----- SUPPLIED MATERIAL

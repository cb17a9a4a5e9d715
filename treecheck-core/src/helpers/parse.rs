//! Parsing of per-path status lines printed by the client under test.
//!
//! A status line is two status columns, an optional lock column (`B`),
//! whitespace, then the path:
//!
//! ```text
//! A    wc/A/mu
//!  U   wc/iota
//! Exported revision 1.
//! ```
//!
//! The last line is not a status line (`x` is not a status character) and
//! is skipped by [`parse_status_line`].

use crate::types::StatusCode;

/// One parsed status line.
#[derive(Debug, Clone, Copy, PartialEq, Eq)]
pub struct StatusLine<'a> {
    pub status: StatusCode,
    pub path: &'a str,
}

/// Parse one line of client output, or `None` if it is not a status line.
pub fn parse_status_line(line: &str) -> Option<StatusLine<'_>> {
    let line = line.trim_end_matches(['\n', '\r']);
    let bytes = line.as_bytes();
    if bytes.len() < 4 {
        return None;
    }

    let status = StatusCode::from_columns(bytes[0], bytes[1])?;
    // The first two bytes are ASCII, so index 2 is a char boundary.
    let rest = line.get(2..)?;
    let rest = match rest.strip_prefix('B') {
        Some(after_lock) if after_lock.starts_with(char::is_whitespace) => after_lock,
        _ => rest,
    };

    if !rest.starts_with(char::is_whitespace) {
        return None;
    }
    let path = rest.trim_start();
    if path.is_empty() {
        return None;
    }

    Some(StatusLine { status, path })
}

----------

PROBLEM TO WORK ON
Return every line above exactly as it stands.

TASK OUTPUT
repository cb17a9a4a5e9d715
filename treecheck-core/src/helpers/parse.rs
//! Parsing of per-path status lines printed by the client under test.
//!
//! A status line is two status columns, an optional lock column (`B`),
//! whitespace, then the path:
//!
//! ```text
//! A    wc/A/mu
//!  U   wc/iota
//! Exported revision 1.
//! ```
//!
//! The last line is not a status line (`x` is not a status character) and
//! is skipped by [`parse_status_line`].

use crate::types::StatusCode;

/// One parsed status line.
#[derive(Debug, Clone, Copy, PartialEq, Eq)]
pub struct StatusLine<'a> {
    pub status: StatusCode,
    pub path: &'a str,
}

/// Parse one line of client output, or `None` if it is not a status line.
pub fn parse_status_line(line: &str) -> Option<StatusLine<'_>> {
    let line = line.trim_end_matches(['\n', '\r']);
    let bytes = line.as_bytes();
    if bytes.len() < 4 {
        return None;
    }

    let status = StatusCode::from_columns(bytes[0], bytes[1])?;
    // The first two bytes are ASCII, so index 2 is a char boundary.
    let rest = line.get(2..)?;
    let rest = match rest.strip_prefix('B') {
        Some(after_lock) if after_lock.starts_with(char::is_whitespace) => after_lock,
        _ => rest,
    };

    if !rest.starts_with(char::is_whitespace) {
        return None;
    }
    let path = rest.trim_start();
    if path.is_empty() {
        return None;
    }

    Some(StatusLine { status, path })
}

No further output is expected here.